Maledizione! E ora di nuovo dobbiamo riflettere Se questo cielo fuori sia reale? Allora chi è a far girare in eterno quest'uovo blu Vicino a noi finché i più si infuriano E io dalla paura non riesco più a essermi d'aiuto E alcune stendono le loro ossa Quasi per beffa sopra le linde piastrelle E sorridono piano, come dalla brama sedotte-; E dolce è l'ira – si deve solo gustarla. Come qualcosa di rubato, nell'oscurità.
Miete la falce del sole il mio primo sonno. Da colli di uccelli – che vogliono torcersi! – martirio cola nel mio animo. Campi di colore leonino si struggono nella foschia. Lodi la mia anima il Signore! – in nessun luogo fra il cielo e l'inferno avverrà più un miracolo simile.
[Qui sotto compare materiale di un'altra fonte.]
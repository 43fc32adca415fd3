// Dataset source trait: where the pipeline gets its rows from.
//
// The CLI reads a file at a fixed location. Tests substitute in-memory
// sources without touching the filesystem.

use std::path::PathBuf;

use tracing::info;

use super::loader;
use super::model::Dataset;
use crate::error::PipelineError;

pub trait DatasetSource {
    /// Load the full dataset. Any failure is `DataUnavailable`.
    fn load(&self) -> Result<Dataset, PipelineError>;
}

/// Reads the dataset from a file on disk.
pub struct FileDatasetSource {
    path: PathBuf,
}

impl FileDatasetSource {
    pub fn new(path: impl Into<PathBuf>) -> Self {
        Self { path: path.into() }
    }
}

impl DatasetSource for FileDatasetSource {
    fn load(&self) -> Result<Dataset, PipelineError> {
        info!(path = %self.path.display(), "Reading track dataset...");

        let dataset = loader::load_file(&self.path)
            .map_err(|e| PipelineError::data_unavailable(&self.path, &e))?;

        info!(rows = dataset.len(), "Dataset loaded");
        Ok(dataset)
    }
}

/// An already-loaded dataset can serve as its own source.
impl DatasetSource for Dataset {
    fn load(&self) -> Result<Dataset, PipelineError> {
        Ok(self.clone())
    }
}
Terra! Appenderò il tuo viso di mela alla croce della mia superbia. Oh, che io riesca a portarla sino su quel calvario beffardo, il letto di parto della mia disperazione.
Dovrai tenermi nella rete della tua volontà. Non voglio più uscire nel mondo dove il sole sorge e cala senza senso e febbrilmente la luna si riduce in quarti. Qui dentro non c'è né notte né giorno, qui manca la tentazione delle stelle di risollevarsi da un dolore antico per dover precipitare in quello nuovo. Nella tua rete la debolezza è buona. Come una farfalla redenta dalla luce il cuore angosciato si addormenta. Dovrai tenermi con tutto ciò che ho perduto e che mi rende pesante, così pesante come una pietra da far vibrare spesso la rete della tua volontà.
Concedimi di essere triste sotto i tuoi occhi, le stelle. Forse loro non vedono che sono triste perché l'orecchio della luna è distratto e non sente i miei discorsi. Certo di giorno l'astro solare non pensa mai che tramonto – concedimi di perdere me stessa nei cespugli della malinconia.